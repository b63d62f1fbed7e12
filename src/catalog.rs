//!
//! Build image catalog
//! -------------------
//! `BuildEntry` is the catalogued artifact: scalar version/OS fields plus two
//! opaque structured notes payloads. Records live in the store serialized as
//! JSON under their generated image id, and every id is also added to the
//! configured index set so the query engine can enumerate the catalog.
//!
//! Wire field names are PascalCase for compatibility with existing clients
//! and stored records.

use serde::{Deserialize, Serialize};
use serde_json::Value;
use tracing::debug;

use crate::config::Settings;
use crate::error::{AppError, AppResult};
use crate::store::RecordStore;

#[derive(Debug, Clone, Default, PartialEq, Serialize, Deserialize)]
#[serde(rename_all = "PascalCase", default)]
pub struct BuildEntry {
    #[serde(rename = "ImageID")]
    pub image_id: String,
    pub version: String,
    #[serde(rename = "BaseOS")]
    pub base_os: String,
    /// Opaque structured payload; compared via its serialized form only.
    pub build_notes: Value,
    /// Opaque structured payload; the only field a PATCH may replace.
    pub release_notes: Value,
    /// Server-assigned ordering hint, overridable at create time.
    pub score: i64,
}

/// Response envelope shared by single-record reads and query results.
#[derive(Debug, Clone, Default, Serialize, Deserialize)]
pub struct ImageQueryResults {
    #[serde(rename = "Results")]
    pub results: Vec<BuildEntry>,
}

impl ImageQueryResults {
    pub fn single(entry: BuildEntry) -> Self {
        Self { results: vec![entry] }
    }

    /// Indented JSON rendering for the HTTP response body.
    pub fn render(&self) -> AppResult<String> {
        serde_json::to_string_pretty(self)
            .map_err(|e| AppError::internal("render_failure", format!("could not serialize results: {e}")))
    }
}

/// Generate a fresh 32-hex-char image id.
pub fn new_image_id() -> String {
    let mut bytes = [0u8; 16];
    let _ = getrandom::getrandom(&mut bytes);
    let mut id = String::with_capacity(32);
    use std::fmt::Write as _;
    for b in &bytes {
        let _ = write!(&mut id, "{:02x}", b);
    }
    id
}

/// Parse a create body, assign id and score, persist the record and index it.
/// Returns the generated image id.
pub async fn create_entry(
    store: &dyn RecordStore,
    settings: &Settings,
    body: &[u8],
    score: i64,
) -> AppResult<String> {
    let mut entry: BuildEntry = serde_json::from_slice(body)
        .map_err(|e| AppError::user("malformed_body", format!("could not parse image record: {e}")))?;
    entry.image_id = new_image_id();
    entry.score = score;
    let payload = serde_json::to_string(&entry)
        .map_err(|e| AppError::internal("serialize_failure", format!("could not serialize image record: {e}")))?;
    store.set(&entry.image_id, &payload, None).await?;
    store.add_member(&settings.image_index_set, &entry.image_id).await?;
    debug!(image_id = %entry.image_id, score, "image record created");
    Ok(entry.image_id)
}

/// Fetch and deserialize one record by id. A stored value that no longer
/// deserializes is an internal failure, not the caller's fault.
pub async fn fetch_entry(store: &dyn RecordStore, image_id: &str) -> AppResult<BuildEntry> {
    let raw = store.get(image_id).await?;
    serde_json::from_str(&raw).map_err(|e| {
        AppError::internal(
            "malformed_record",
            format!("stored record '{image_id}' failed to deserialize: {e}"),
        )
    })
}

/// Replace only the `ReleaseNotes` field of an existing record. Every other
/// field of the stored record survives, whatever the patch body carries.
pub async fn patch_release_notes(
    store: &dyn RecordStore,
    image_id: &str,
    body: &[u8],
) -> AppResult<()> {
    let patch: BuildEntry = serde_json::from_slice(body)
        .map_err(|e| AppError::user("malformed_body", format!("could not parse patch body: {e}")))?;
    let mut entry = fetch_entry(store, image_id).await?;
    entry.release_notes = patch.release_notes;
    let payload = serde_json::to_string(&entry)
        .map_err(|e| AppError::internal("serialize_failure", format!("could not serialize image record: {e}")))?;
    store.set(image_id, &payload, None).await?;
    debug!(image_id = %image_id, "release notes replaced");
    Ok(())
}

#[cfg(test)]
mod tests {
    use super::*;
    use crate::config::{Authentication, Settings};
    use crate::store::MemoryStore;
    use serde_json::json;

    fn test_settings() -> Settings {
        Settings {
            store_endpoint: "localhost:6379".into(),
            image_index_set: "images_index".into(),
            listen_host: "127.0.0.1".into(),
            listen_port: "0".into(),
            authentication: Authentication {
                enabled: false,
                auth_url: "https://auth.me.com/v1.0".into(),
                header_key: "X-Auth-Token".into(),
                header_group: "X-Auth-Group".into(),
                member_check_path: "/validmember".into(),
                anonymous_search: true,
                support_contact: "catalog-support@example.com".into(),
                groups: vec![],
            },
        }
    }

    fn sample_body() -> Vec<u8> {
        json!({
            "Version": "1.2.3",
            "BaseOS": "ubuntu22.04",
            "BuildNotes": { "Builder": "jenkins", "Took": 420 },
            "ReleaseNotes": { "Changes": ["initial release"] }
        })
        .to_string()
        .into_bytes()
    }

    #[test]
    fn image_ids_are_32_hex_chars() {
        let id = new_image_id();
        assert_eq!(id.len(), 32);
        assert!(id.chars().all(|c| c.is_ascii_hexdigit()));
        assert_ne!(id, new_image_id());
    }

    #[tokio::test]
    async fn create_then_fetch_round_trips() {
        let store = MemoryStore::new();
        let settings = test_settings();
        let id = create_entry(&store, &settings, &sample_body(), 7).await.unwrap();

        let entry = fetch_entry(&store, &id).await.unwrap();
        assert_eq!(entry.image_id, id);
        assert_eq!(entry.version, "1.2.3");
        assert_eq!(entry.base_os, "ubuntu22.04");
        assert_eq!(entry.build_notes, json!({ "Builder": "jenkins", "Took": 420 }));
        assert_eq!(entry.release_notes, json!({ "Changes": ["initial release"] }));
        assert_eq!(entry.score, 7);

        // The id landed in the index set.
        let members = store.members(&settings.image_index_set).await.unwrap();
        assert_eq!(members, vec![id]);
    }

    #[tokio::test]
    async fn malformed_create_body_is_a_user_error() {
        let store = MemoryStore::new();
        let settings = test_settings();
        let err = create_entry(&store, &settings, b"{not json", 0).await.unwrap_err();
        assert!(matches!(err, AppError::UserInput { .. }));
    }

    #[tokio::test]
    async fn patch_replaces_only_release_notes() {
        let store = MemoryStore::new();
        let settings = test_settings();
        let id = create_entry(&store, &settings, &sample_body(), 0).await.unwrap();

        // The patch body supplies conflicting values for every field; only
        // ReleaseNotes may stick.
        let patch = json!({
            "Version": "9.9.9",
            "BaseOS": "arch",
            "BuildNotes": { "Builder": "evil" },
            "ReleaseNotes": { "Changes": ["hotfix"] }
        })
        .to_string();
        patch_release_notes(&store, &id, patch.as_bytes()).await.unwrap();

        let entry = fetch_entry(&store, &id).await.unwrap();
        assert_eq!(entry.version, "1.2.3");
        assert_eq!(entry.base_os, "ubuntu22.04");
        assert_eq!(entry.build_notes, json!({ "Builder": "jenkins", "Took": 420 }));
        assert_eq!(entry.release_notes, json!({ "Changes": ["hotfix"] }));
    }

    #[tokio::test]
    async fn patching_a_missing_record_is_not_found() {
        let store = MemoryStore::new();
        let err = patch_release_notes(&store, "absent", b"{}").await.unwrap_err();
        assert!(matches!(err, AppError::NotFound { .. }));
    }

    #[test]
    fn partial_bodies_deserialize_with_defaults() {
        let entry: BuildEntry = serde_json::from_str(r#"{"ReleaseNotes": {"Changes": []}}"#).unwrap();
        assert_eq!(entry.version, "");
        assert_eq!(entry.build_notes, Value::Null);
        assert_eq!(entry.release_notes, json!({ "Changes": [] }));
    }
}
※ ※ ※
» **Directions**:
Every single entry above has to be copied exactly.

» **Answer section**:
repository b63d62f1fbed7e12
filename src/catalog.rs
//!
//! Build image catalog
//! -------------------
//! `BuildEntry` is the catalogued artifact: scalar version/OS fields plus two
//! opaque structured notes payloads. Records live in the store serialized as
//! JSON under their generated image id, and every id is also added to the
//! configured index set so the query engine can enumerate the catalog.
//!
//! Wire field names are PascalCase for compatibility with existing clients
//! and stored records.

use serde::{Deserialize, Serialize};
use serde_json::Value;
use tracing::debug;

use crate::config::Settings;
use crate::error::{AppError, AppResult};
use crate::store::RecordStore;

#[derive(Debug, Clone, Default, PartialEq, Serialize, Deserialize)]
#[serde(rename_all = "PascalCase", default)]
pub struct BuildEntry {
    #[serde(rename = "ImageID")]
    pub image_id: String,
    pub version: String,
    #[serde(rename = "BaseOS")]
    pub base_os: String,
    /// Opaque structured payload; compared via its serialized form only.
    pub build_notes: Value,
    /// Opaque structured payload; the only field a PATCH may replace.
    pub release_notes: Value,
    /// Server-assigned ordering hint, overridable at create time.
    pub score: i64,
}

/// Response envelope shared by single-record reads and query results.
#[derive(Debug, Clone, Default, Serialize, Deserialize)]
pub struct ImageQueryResults {
    #[serde(rename = "Results")]
    pub results: Vec<BuildEntry>,
}

impl ImageQueryResults {
    pub fn single(entry: BuildEntry) -> Self {
        Self { results: vec![entry] }
    }

    /// Indented JSON rendering for the HTTP response body.
    pub fn render(&self) -> AppResult<String> {
        serde_json::to_string_pretty(self)
            .map_err(|e| AppError::internal("render_failure", format!("could not serialize results: {e}")))
    }
}

/// Generate a fresh 32-hex-char image id.
pub fn new_image_id() -> String {
    let mut bytes = [0u8; 16];
    let _ = getrandom::getrandom(&mut bytes);
    let mut id = String::with_capacity(32);
    use std::fmt::Write as _;
    for b in &bytes {
        let _ = write!(&mut id, "{:02x}", b);
    }
    id
}

/// Parse a create body, assign id and score, persist the record and index it.
/// Returns the generated image id.
pub async fn create_entry(
    store: &dyn RecordStore,
    settings: &Settings,
    body: &[u8],
    score: i64,
) -> AppResult<String> {
    let mut entry: BuildEntry = serde_json::from_slice(body)
        .map_err(|e| AppError::user("malformed_body", format!("could not parse image record: {e}")))?;
    entry.image_id = new_image_id();
    entry.score = score;
    let payload = serde_json::to_string(&entry)
        .map_err(|e| AppError::internal("serialize_failure", format!("could not serialize image record: {e}")))?;
    store.set(&entry.image_id, &payload, None).await?;
    store.add_member(&settings.image_index_set, &entry.image_id).await?;
    debug!(image_id = %entry.image_id, score, "image record created");
    Ok(entry.image_id)
}

/// Fetch and deserialize one record by id. A stored value that no longer
/// deserializes is an internal failure, not the caller's fault.
pub async fn fetch_entry(store: &dyn RecordStore, image_id: &str) -> AppResult<BuildEntry> {
    let raw = store.get(image_id).await?;
    serde_json::from_str(&raw).map_err(|e| {
        AppError::internal(
            "malformed_record",
            format!("stored record '{image_id}' failed to deserialize: {e}"),
        )
    })
}

/// Replace only the `ReleaseNotes` field of an existing record. Every other
/// field of the stored record survives, whatever the patch body carries.
pub async fn patch_release_notes(
    store: &dyn RecordStore,
    image_id: &str,
    body: &[u8],
) -> AppResult<()> {
    let patch: BuildEntry = serde_json::from_slice(body)
        .map_err(|e| AppError::user("malformed_body", format!("could not parse patch body: {e}")))?;
    let mut entry = fetch_entry(store, image_id).await?;
    entry.release_notes = patch.release_notes;
    let payload = serde_json::to_string(&entry)
        .map_err(|e| AppError::internal("serialize_failure", format!("could not serialize image record: {e}")))?;
    store.set(image_id, &payload, None).await?;
    debug!(image_id = %image_id, "release notes replaced");
    Ok(())
}

#[cfg(test)]
mod tests {
    use super::*;
    use crate::config::{Authentication, Settings};
    use crate::store::MemoryStore;
    use serde_json::json;

    fn test_settings() -> Settings {
        Settings {
            store_endpoint: "localhost:6379".into(),
            image_index_set: "images_index".into(),
            listen_host: "127.0.0.1".into(),
            listen_port: "0".into(),
            authentication: Authentication {
                enabled: false,
                auth_url: "https://auth.me.com/v1.0".into(),
                header_key: "X-Auth-Token".into(),
                header_group: "X-Auth-Group".into(),
                member_check_path: "/validmember".into(),
                anonymous_search: true,
                support_contact: "catalog-support@example.com".into(),
                groups: vec![],
            },
        }
    }

    fn sample_body() -> Vec<u8> {
        json!({
            "Version": "1.2.3",
            "BaseOS": "ubuntu22.04",
            "BuildNotes": { "Builder": "jenkins", "Took": 420 },
            "ReleaseNotes": { "Changes": ["initial release"] }
        })
        .to_string()
        .into_bytes()
    }

    #[test]
    fn image_ids_are_32_hex_chars() {
        let id = new_image_id();
        assert_eq!(id.len(), 32);
        assert!(id.chars().all(|c| c.is_ascii_hexdigit()));
        assert_ne!(id, new_image_id());
    }

    #[tokio::test]
    async fn create_then_fetch_round_trips() {
        let store = MemoryStore::new();
        let settings = test_settings();
        let id = create_entry(&store, &settings, &sample_body(), 7).await.unwrap();

        let entry = fetch_entry(&store, &id).await.unwrap();
        assert_eq!(entry.image_id, id);
        assert_eq!(entry.version, "1.2.3");
        assert_eq!(entry.base_os, "ubuntu22.04");
        assert_eq!(entry.build_notes, json!({ "Builder": "jenkins", "Took": 420 }));
        assert_eq!(entry.release_notes, json!({ "Changes": ["initial release"] }));
        assert_eq!(entry.score, 7);

        // The id landed in the index set.
        let members = store.members(&settings.image_index_set).await.unwrap();
        assert_eq!(members, vec![id]);
    }

    #[tokio::test]
    async fn malformed_create_body_is_a_user_error() {
        let store = MemoryStore::new();
        let settings = test_settings();
        let err = create_entry(&store, &settings, b"{not json", 0).await.unwrap_err();
        assert!(matches!(err, AppError::UserInput { .. }));
    }

    #[tokio::test]
    async fn patch_replaces_only_release_notes() {
        let store = MemoryStore::new();
        let settings = test_settings();
        let id = create_entry(&store, &settings, &sample_body(), 0).await.unwrap();

        // The patch body supplies conflicting values for every field; only
        // ReleaseNotes may stick.
        let patch = json!({
            "Version": "9.9.9",
            "BaseOS": "arch",
            "BuildNotes": { "Builder": "evil" },
            "ReleaseNotes": { "Changes": ["hotfix"] }
        })
        .to_string();
        patch_release_notes(&store, &id, patch.as_bytes()).await.unwrap();

        let entry = fetch_entry(&store, &id).await.unwrap();
        assert_eq!(entry.version, "1.2.3");
        assert_eq!(entry.base_os, "ubuntu22.04");
        assert_eq!(entry.build_notes, json!({ "Builder": "jenkins", "Took": 420 }));
        assert_eq!(entry.release_notes, json!({ "Changes": ["hotfix"] }));
    }

    #[tokio::test]
    async fn patching_a_missing_record_is_not_found() {
        let store = MemoryStore::new();
        let err = patch_release_notes(&store, "absent", b"{}").await.unwrap_err();
        assert!(matches!(err, AppError::NotFound { .. }));
    }

    #[test]
    fn partial_bodies_deserialize_with_defaults() {
        let entry: BuildEntry = serde_json::from_str(r#"{"ReleaseNotes": {"Changes": []}}"#).unwrap();
        assert_eq!(entry.version, "");
        assert_eq!(entry.build_notes, Value::Null);
        assert_eq!(entry.release_notes, json!({ "Changes": [] }));
    }
}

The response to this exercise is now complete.